What you need to do
With the listing in front of you, retype it exactly.

Records shown

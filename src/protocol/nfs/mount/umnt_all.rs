//! UMNTALL procedure (RFC 1813 section 5.2.4): drop every mount the
//! client holds. With a single export this is UMNT without the path.

use std::io::Write;

use tracing::debug;

use crate::protocol::rpc;
use crate::protocol::xdr::{self, mount, Serialize};

pub async fn mountproc3_umnt_all(
    xid: u32,
    output: &mut impl Write,
    context: &rpc::Context,
) -> Result<(), anyhow::Error> {
    debug!(xid, "mountproc3_umnt_all");
    if let Some(ref chan) = context.mount_signal {
        let _ = chan.send(false).await;
    }
    xdr::rpc::success_reply(xid).serialize(output)?;
    mount::mountstat3::MNT3_OK.serialize(output)?;
    Ok(())
}
//! READDIRPLUS procedure (RFC 1813 section 3.3.17): READDIR with
//! attributes and a handle attached to every entry, saving the client a
//! LOOKUP per name.

use std::io::{Read, Write};

use tracing::{debug, trace};

use super::{post_attr_for, resolve_fh, status_of};
use crate::dispatch::VfsDispatcher;
use crate::protocol::rpc;
use crate::protocol::xdr::{self, deserialize, nfs3, Serialize};
use crate::write_counter::WriteCounter;

const REPLY_TAIL_RESERVE: usize = 128;

pub async fn nfsproc3_readdirplus(
    xid: u32,
    input: &mut impl Read,
    output: &mut impl Write,
    context: &rpc::Context,
) -> Result<(), anyhow::Error> {
    let args = deserialize::<nfs3::dir::READDIRPLUS3args>(input)?;
    debug!(
        xid,
        cookie = args.cookie,
        dircount = args.dircount,
        maxcount = args.maxcount,
        "nfsproc3_readdirplus"
    );

    let dirid = match resolve_fh(context, &args.dir) {
        Ok(id) => id,
        Err(stat) => {
            xdr::rpc::success_reply(xid).serialize(output)?;
            stat.serialize(output)?;
            nfs3::post_op_attr::Void.serialize(output)?;
            return Ok(());
        }
    };

    let dir_attr = post_attr_for(context, dirid).await;

    let verifier = match context.dispatcher.open_dir_page(dirid, args.cookie, args.cookieverf) {
        Ok(verifier) => verifier,
        Err(err) => {
            debug!(xid, cookie = args.cookie, %err, "cookie verifier mismatch");
            xdr::rpc::success_reply(xid).serialize(output)?;
            status_of(&err).serialize(output)?;
            dir_attr.serialize(output)?;
            return Ok(());
        }
    };

    let max_bytes_allowed = (args.maxcount as usize).saturating_sub(REPLY_TAIL_RESERVE);
    // dircount budgets only the READDIR subset of each entry: fileid,
    // name and cookie.
    let max_dircount_bytes = args.dircount as usize;
    let estimated_max_results = (args.maxcount / 16) as usize;

    match context.dispatcher.readdir(dirid, args.cookie, estimated_max_results).await {
        Ok(page) => {
            let mut all_entries_written = true;
            let mut accumulated_dircount = 0_usize;
            let mut counting_output = WriteCounter::new(output);

            xdr::rpc::success_reply(xid).serialize(&mut counting_output)?;
            nfs3::nfsstat3::NFS3_OK.serialize(&mut counting_output)?;
            dir_attr.serialize(&mut counting_output)?;
            verifier.serialize(&mut counting_output)?;

            for (index, entry) in page.entries.iter().enumerate() {
                let name_attributes = post_attr_for(context, entry.id).await;
                let wire_entry = nfs3::dir::entryplus3 {
                    fileid: entry.id.0,
                    name: entry.name.as_slice().into(),
                    cookie: args.cookie + index as u64 + 1,
                    name_attributes,
                    name_handle: nfs3::post_op_fh3::handle(nfs3::nfs_fh3 {
                        data: context.dispatcher.handle_for(entry.id),
                    }),
                };
                let mut staged: Vec<u8> = Vec::new();
                true.serialize(&mut staged)?;
                wire_entry.serialize(&mut staged)?;
                let entry_dircount = std::mem::size_of::<nfs3::fileid3>()
                    + std::mem::size_of::<u32>()
                    + entry.name.len()
                    + std::mem::size_of::<nfs3::cookie3>();
                if counting_output.bytes_written() + staged.len() >= max_bytes_allowed
                    || accumulated_dircount + entry_dircount >= max_dircount_bytes
                {
                    trace!(committed = index, "entry budget exhausted, truncating");
                    all_entries_written = false;
                    break;
                }
                counting_output.write_all(&staged)?;
                accumulated_dircount += entry_dircount;
            }
            false.serialize(&mut counting_output)?;
            (page.eof && all_entries_written).serialize(&mut counting_output)?;
        }
        Err(err) => {
            debug!(xid, %dirid, %err, "readdirplus failed");
            xdr::rpc::success_reply(xid).serialize(output)?;
            status_of(&err).serialize(output)?;
            dir_attr.serialize(output)?;
        }
    }
    Ok(())
}
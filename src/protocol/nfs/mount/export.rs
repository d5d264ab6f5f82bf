//! EXPORT procedure (RFC 1813 section 5.2.5): list the served exports.
//! There is exactly one, with no client groups.

use std::io::Write;

use tracing::debug;

use crate::protocol::rpc;
use crate::protocol::xdr::{self, Serialize};

pub fn mountproc3_export(
    xid: u32,
    output: &mut impl Write,
    context: &rpc::Context,
) -> Result<(), anyhow::Error> {
    debug!(xid, "mountproc3_export");
    xdr::rpc::success_reply(xid).serialize(output)?;
    // One list node: the export path, an empty group list, end of list.
    true.serialize(output)?;
    context.export_name.as_bytes().serialize(output)?;
    false.serialize(output)?;
    false.serialize(output)?;
    Ok(())
}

Result of the exercise
filename src/protocol/nfs/mount/umnt_all.rs
//! UMNTALL procedure (RFC 1813 section 5.2.4): drop every mount the
//! client holds. With a single export this is UMNT without the path.

use std::io::Write;

use tracing::debug;

use crate::protocol::rpc;
use crate::protocol::xdr::{self, mount, Serialize};

pub async fn mountproc3_umnt_all(
    xid: u32,
    output: &mut impl Write,
    context: &rpc::Context,
) -> Result<(), anyhow::Error> {
    debug!(xid, "mountproc3_umnt_all");
    if let Some(ref chan) = context.mount_signal {
        let _ = chan.send(false).await;
    }
    xdr::rpc::success_reply(xid).serialize(output)?;
    mount::mountstat3::MNT3_OK.serialize(output)?;
    Ok(())
}
//! READDIRPLUS procedure (RFC 1813 section 3.3.17): READDIR with
//! attributes and a handle attached to every entry, saving the client a
//! LOOKUP per name.

use std::io::{Read, Write};

use tracing::{debug, trace};

use super::{post_attr_for, resolve_fh, status_of};
use crate::dispatch::VfsDispatcher;
use crate::protocol::rpc;
use crate::protocol::xdr::{self, deserialize, nfs3, Serialize};
use crate::write_counter::WriteCounter;

const REPLY_TAIL_RESERVE: usize = 128;

pub async fn nfsproc3_readdirplus(
    xid: u32,
    input: &mut impl Read,
    output: &mut impl Write,
    context: &rpc::Context,
) -> Result<(), anyhow::Error> {
    let args = deserialize::<nfs3::dir::READDIRPLUS3args>(input)?;
    debug!(
        xid,
        cookie = args.cookie,
        dircount = args.dircount,
        maxcount = args.maxcount,
        "nfsproc3_readdirplus"
    );

    let dirid = match resolve_fh(context, &args.dir) {
        Ok(id) => id,
        Err(stat) => {
            xdr::rpc::success_reply(xid).serialize(output)?;
            stat.serialize(output)?;
            nfs3::post_op_attr::Void.serialize(output)?;
            return Ok(());
        }
    };

    let dir_attr = post_attr_for(context, dirid).await;

    let verifier = match context.dispatcher.open_dir_page(dirid, args.cookie, args.cookieverf) {
        Ok(verifier) => verifier,
        Err(err) => {
            debug!(xid, cookie = args.cookie, %err, "cookie verifier mismatch");
            xdr::rpc::success_reply(xid).serialize(output)?;
            status_of(&err).serialize(output)?;
            dir_attr.serialize(output)?;
            return Ok(());
        }
    };

    let max_bytes_allowed = (args.maxcount as usize).saturating_sub(REPLY_TAIL_RESERVE);
    // dircount budgets only the READDIR subset of each entry: fileid,
    // name and cookie.
    let max_dircount_bytes = args.dircount as usize;
    let estimated_max_results = (args.maxcount / 16) as usize;

    match context.dispatcher.readdir(dirid, args.cookie, estimated_max_results).await {
        Ok(page) => {
            let mut all_entries_written = true;
            let mut accumulated_dircount = 0_usize;
            let mut counting_output = WriteCounter::new(output);

            xdr::rpc::success_reply(xid).serialize(&mut counting_output)?;
            nfs3::nfsstat3::NFS3_OK.serialize(&mut counting_output)?;
            dir_attr.serialize(&mut counting_output)?;
            verifier.serialize(&mut counting_output)?;

            for (index, entry) in page.entries.iter().enumerate() {
                let name_attributes = post_attr_for(context, entry.id).await;
                let wire_entry = nfs3::dir::entryplus3 {
                    fileid: entry.id.0,
                    name: entry.name.as_slice().into(),
                    cookie: args.cookie + index as u64 + 1,
                    name_attributes,
                    name_handle: nfs3::post_op_fh3::handle(nfs3::nfs_fh3 {
                        data: context.dispatcher.handle_for(entry.id),
                    }),
                };
                let mut staged: Vec<u8> = Vec::new();
                true.serialize(&mut staged)?;
                wire_entry.serialize(&mut staged)?;
                let entry_dircount = std::mem::size_of::<nfs3::fileid3>()
                    + std::mem::size_of::<u32>()
                    + entry.name.len()
                    + std::mem::size_of::<nfs3::cookie3>();
                if counting_output.bytes_written() + staged.len() >= max_bytes_allowed
                    || accumulated_dircount + entry_dircount >= max_dircount_bytes
                {
                    trace!(committed = index, "entry budget exhausted, truncating");
                    all_entries_written = false;
                    break;
                }
                counting_output.write_all(&staged)?;
                accumulated_dircount += entry_dircount;
            }
            false.serialize(&mut counting_output)?;
            (page.eof && all_entries_written).serialize(&mut counting_output)?;
        }
        Err(err) => {
            debug!(xid, %dirid, %err, "readdirplus failed");
            xdr::rpc::success_reply(xid).serialize(output)?;
            status_of(&err).serialize(output)?;
            dir_attr.serialize(output)?;
        }
    }
    Ok(())
}
filename src/protocol/nfs/mount/export.rs
repository d5d264ab6f5f82bf
//! EXPORT procedure (RFC 1813 section 5.2.5): list the served exports.
//! There is exactly one, with no client groups.

use std::io::Write;

use tracing::debug;

use crate::protocol::rpc;
use crate::protocol::xdr::{self, Serialize};

pub fn mountproc3_export(
    xid: u32,
    output: &mut impl Write,
    context: &rpc::Context,
) -> Result<(), anyhow::Error> {
    debug!(xid, "mountproc3_export");
    xdr::rpc::success_reply(xid).serialize(output)?;
    // One list node: the export path, an empty group list, end of list.
    true.serialize(output)?;
    context.export_name.as_bytes().serialize(output)?;
    false.serialize(output)?;
    false.serialize(output)?;
    Ok(())
}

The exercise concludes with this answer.